Even though he might have been joking at least a little, that line serves as a perfect epitaph for Hunter. His intentionally enigmatic lyrics create set the stage and the open-ended nature of the song that allowed it to become the ultimate improvisational vehicle for the band. He was right that it was the band’s performance of the song that encompassed everything the Grateful Dead was about. It was as free-form as rock music could be. The appeal of the Grateful Dead for so many fans was that no two shows sounded the same. This was doubly true for “Dark Star.” The closest comparison would be different versions of Miles Davis’ “So What” or John Coltrane’s “My Favorite Things.” 1969’s “Live/Dead” finally allowed the band to commit their unmistakable psychedelic sound to record and the 23-minute “Dark Star” that opened it was the highlight. Robert Christgau of the Village Voice called it “the finest rock improvisation ever recorded.” Back then, the band was playing it every night. By 1970, it became less frequent. After their year long hiatus in 1975, the song didn’t reappear in the repertoire. They broke it out for the closing of Bill Graham’s Winterland Ballroom on New Year’s Eve, 1978. A fan-made banner read “1,535 Days Since the Last S.F. Dark Star,” was already hanging in hopes that they would revive it that night. They only played it twice in January of 1979 and then only broke it out for similar special occasions. They pulled it out on New Year’s Eve 1981 and encored with it on Friday the 13th of July, 1984 at the Greek Theatre. Jerry had been coy in recent interviews about whether the band would ever play it again. But as his friend Ken Kesey used to say, you just never trust a prankster anyway.
The Dead had been working on the follow up to In the Dark for over a year and Arista thought it would be a cool promotional tool for them to release it on Halloween. They were printing up posters and stickers with a skull on top of a pumpkin that read “On Halloween The Dead Will Rise Again.” Jerry said it was a little corny, but the fall tour would begin in October to coincide with the release Built to Last.
By this time I was in my freshman year at the University of Rochester.

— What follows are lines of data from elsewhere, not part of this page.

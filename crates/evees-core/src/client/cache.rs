//! Local perspective state for a layered client.
//!
//! Two kinds of state live here:
//!
//! - cached details, a read-through mirror of the base keyed by perspective
//!   id, each remembering how many levels of its sub-tree were fetched. An
//!   entry created by a local write before any read has no levels: it only
//!   holds the local fields, so reads still go to the base;
//! - the mutation buffer (new perspectives, updates, deletions) that a flush
//!   ships to the base.
//!
//! Buffered updates are folded into the cached details as they arrive so
//! reads observe local writes before they are flushed.

use std::collections::{HashMap, HashSet};

use parking_lot::Mutex;

use crate::model::{
    EveesMutation, IndexData, NewPerspective, PerspectiveDetails, PerspectiveGetResult, Update,
};

/// One cached perspective.
#[derive(Debug, Clone, PartialEq, Eq, Default)]
pub struct CachedPerspective {
    pub details: PerspectiveDetails,
    /// Depth of the sub-tree already cached below this perspective; `None`
    /// until the details have been read from the base.
    pub levels: Option<u32>,
    /// Index deltas accumulated from buffered updates.
    pub index_data: Option<IndexData>,
}

impl CachedPerspective {
    /// Whether these details answer a read `levels` deep.
    #[must_use]
    pub fn covers(&self, levels: u32) -> bool {
        self.levels.is_some_and(|cached| levels <= cached)
    }

    #[must_use]
    pub fn to_result(&self) -> PerspectiveGetResult {
        PerspectiveGetResult {
            details: self.details.clone(),
            slice: None,
        }
    }
}

pub trait ClientCache: Send + Sync {
    fn get_cached_perspective(&self, perspective_id: &str) -> Option<CachedPerspective>;

    /// Record details read from the base. Buffered local changes to the same
    /// perspective stay on top.
    fn set_cached_perspective(&self, perspective_id: &str, details: PerspectiveDetails, levels: u32);

    fn new_perspective(&self, new_perspective: NewPerspective);

    fn update_perspective(&self, update: Update);

    fn delete_perspective(&self, perspective_id: &str);

    fn is_deleted(&self, perspective_id: &str) -> bool;

    /// Whether the perspective was created locally and not yet flushed.
    fn is_new(&self, perspective_id: &str) -> bool;

    /// The buffered mutation, without entities.
    fn diff(&self) -> EveesMutation;

    /// Remove exactly what `flushed` shipped from the mutation buffer.
    /// Anything buffered after `flushed` was taken stays pending; cached
    /// details stay.
    fn clear_flushed(&self, flushed: &EveesMutation);

    /// Empty the mutation buffer; cached details stay.
    fn clear(&self) {
        self.clear_flushed(&self.diff());
    }

    /// Drop cached details of perspectives with nothing buffered.
    fn clear_cached(&self);

    /// Drop cached details of the given perspectives unless they have
    /// buffered changes.
    fn evict(&self, perspective_ids: &[String]);
}

// ---------------------------------------------------------------------------
// ClientCacheMemory
// ---------------------------------------------------------------------------

#[derive(Debug, Default)]
struct State {
    cached: HashMap<String, CachedPerspective>,
    /// Details written locally since the last flush, per perspective.
    local: HashMap<String, PerspectiveDetails>,
    new_perspectives: Vec<NewPerspective>,
    updates: Vec<Update>,
    deleted: Vec<String>,
}

impl State {
    fn has_pending(&self, perspective_id: &str) -> bool {
        self.local.contains_key(perspective_id)
            || self
                .new_perspectives
                .iter()
                .any(|np| np.perspective.id == perspective_id)
    }

    /// Recompute the per-perspective local state from what is still buffered.
    fn rebuild_pending(&mut self) {
        let mut local: HashMap<String, PerspectiveDetails> = HashMap::new();
        let mut index: HashMap<String, IndexData> = HashMap::new();
        let mut fold_index = |id: &str, incoming: Option<&IndexData>| {
            if let Some(incoming) = incoming {
                index.entry(id.to_string()).or_default().merge(incoming);
            }
        };

        for np in &self.new_perspectives {
            fold_index(
                &np.perspective.id,
                np.update.as_ref().and_then(|u| u.index_data.as_ref()),
            );
        }
        for update in &self.updates {
            local
                .entry(update.perspective_id.clone())
                .or_default()
                .absorb(&update.details);
            fold_index(&update.perspective_id, update.index_data.as_ref());
        }

        let still_new: HashSet<&str> = self
            .new_perspectives
            .iter()
            .map(|np| np.perspective.id.as_str())
            .collect();
        for (id, entry) in &mut self.cached {
            entry.index_data = index.remove(id);
            if entry.levels == Some(u32::MAX) && !still_new.contains(id.as_str()) {
                entry.levels = Some(0);
            }
        }
        self.local = local;
    }
}

/// Remove the first element equal to `item`.
fn remove_first<T: PartialEq>(items: &mut Vec<T>, item: &T) {
    if let Some(pos) = items.iter().position(|candidate| candidate == item) {
        items.remove(pos);
    }
}

#[derive(Debug, Default)]
pub struct ClientCacheMemory {
    state: Mutex<State>,
}

impl ClientCacheMemory {
    #[must_use]
    pub fn new() -> Self {
        Self::default()
    }
}

impl ClientCache for ClientCacheMemory {
    fn get_cached_perspective(&self, perspective_id: &str) -> Option<CachedPerspective> {
        self.state.lock().cached.get(perspective_id).cloned()
    }

    fn set_cached_perspective(&self, perspective_id: &str, details: PerspectiveDetails, levels: u32) {
        let mut state = self.state.lock();
        let mut merged = details;
        if let Some(local) = state.local.get(perspective_id) {
            merged.absorb(local);
        }
        let entry = state.cached.entry(perspective_id.to_string()).or_default();
        entry.details = merged;
        entry.levels = Some(levels);
    }

    fn new_perspective(&self, new_perspective: NewPerspective) {
        let mut state = self.state.lock();
        let id = new_perspective.perspective.id.clone();
        let mut details = PerspectiveDetails {
            can_update: Some(true),
            ..PerspectiveDetails::default()
        };
        let mut index_data = None;
        if let Some(update) = &new_perspective.update {
            details.absorb(&update.details);
            index_data.clone_from(&update.index_data);
        }
        state.deleted.retain(|d| d != &id);
        state.new_perspectives.retain(|np| np.perspective.id != id);
        state.new_perspectives.push(new_perspective);
        // Nothing below a perspective created here exists anywhere else.
        state.cached.insert(
            id,
            CachedPerspective {
                details,
                levels: Some(u32::MAX),
                index_data,
            },
        );
    }

    fn update_perspective(&self, update: Update) {
        let mut state = self.state.lock();
        let id = update.perspective_id.clone();

        state
            .local
            .entry(id.clone())
            .or_default()
            .absorb(&update.details);

        // A perspective never read gets an entry without levels.
        let entry = state.cached.entry(id).or_default();
        entry.details.absorb(&update.details);
        if let Some(incoming) = &update.index_data {
            match entry.index_data.as_mut() {
                Some(current) => current.merge(incoming),
                None => entry.index_data = Some(incoming.clone()),
            }
        }

        // Arrival order is kept: condensation needs the whole chain.
        state.updates.push(update);
    }

    fn delete_perspective(&self, perspective_id: &str) {
        let mut state = self.state.lock();
        let was_new = state
            .new_perspectives
            .iter()
            .any(|np| np.perspective.id == perspective_id);

        state.cached.remove(perspective_id);
        state.local.remove(perspective_id);
        state.updates.retain(|u| u.perspective_id != perspective_id);

        if was_new {
            state
                .new_perspectives
                .retain(|np| np.perspective.id != perspective_id);
        } else if !state.deleted.iter().any(|d| d == perspective_id) {
            state.deleted.push(perspective_id.to_string());
        }
    }

    fn is_deleted(&self, perspective_id: &str) -> bool {
        self.state.lock().deleted.iter().any(|d| d == perspective_id)
    }

    fn is_new(&self, perspective_id: &str) -> bool {
        self.state
            .lock()
            .new_perspectives
            .iter()
            .any(|np| np.perspective.id == perspective_id)
    }

    fn diff(&self) -> EveesMutation {
        let state = self.state.lock();
        EveesMutation {
            new_perspectives: state.new_perspectives.clone(),
            updates: state.updates.clone(),
            deleted_perspectives: state.deleted.clone(),
            entities: Vec::new(),
        }
    }

    fn clear_flushed(&self, flushed: &EveesMutation) {
        let mut state = self.state.lock();
        for np in &flushed.new_perspectives {
            remove_first(&mut state.new_perspectives, np);
        }
        for update in &flushed.updates {
            remove_first(&mut state.updates, update);
        }
        state
            .deleted
            .retain(|id| !flushed.deleted_perspectives.contains(id));
        state.rebuild_pending();
    }

    fn clear_cached(&self) {
        let mut state = self.state.lock();
        let State { cached, local, new_perspectives, .. } = &mut *state;
        cached.retain(|id, _| {
            local.contains_key(id) || new_perspectives.iter().any(|np| &np.perspective.id == id)
        });
    }

    fn evict(&self, perspective_ids: &[String]) {
        let mut state = self.state.lock();
        for id in perspective_ids {
            if !state.has_pending(id) {
                state.cached.remove(id);
            }
        }
    }
}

I was still trying to figure out how and where I fit in when I met a few Deadheads on campus. After trading some tapes with them, they suggested I check out their fraternity when they held their next open rush in the spring. At that moment I most concerned with how to make things work with my high school girlfriend from Chappaqua. She was attending nearby SUNY Oswego, but I was quickly realizing the distance growing between us had very little to do with geography. She was also trying to navigate her first year of college and our attempt to keep things going was fraught with tension. Each time we hung up the phone, I could tell that something was changing. When the Dead announced their fall tour, I asked her to go with me in a last-ditch attempt to save our relationship. Not that I wasn’t going anyway.
Rather than play the Garden, the Dead were back at the Meadowlands Arena again for five nights. There were two weekday shows, with an off day on Friday the 13th. The stand would end on a Monday, which was Bob Weir’s 42nd birthday. It sounded like kind of show not to miss, but my parents weren’t yet willing to let me miss classes for the Dead. Fortunately, the city of Rochester (and big donor Bausch and Lomb) were sponsoring the first Regatta Weekend for collegiate rowing crews. I didn’t care about the crew team, but the school was giving us a three-day weekend. I couldn’t have been the only Deadhead to make this decision since the crew team began selling fundraising shirts with a boat and oars in the middle of the band’s “Steal Your Face” skull. This was the first stop on the fall tour and the final Jersey shows would hopefully be the ones to hit.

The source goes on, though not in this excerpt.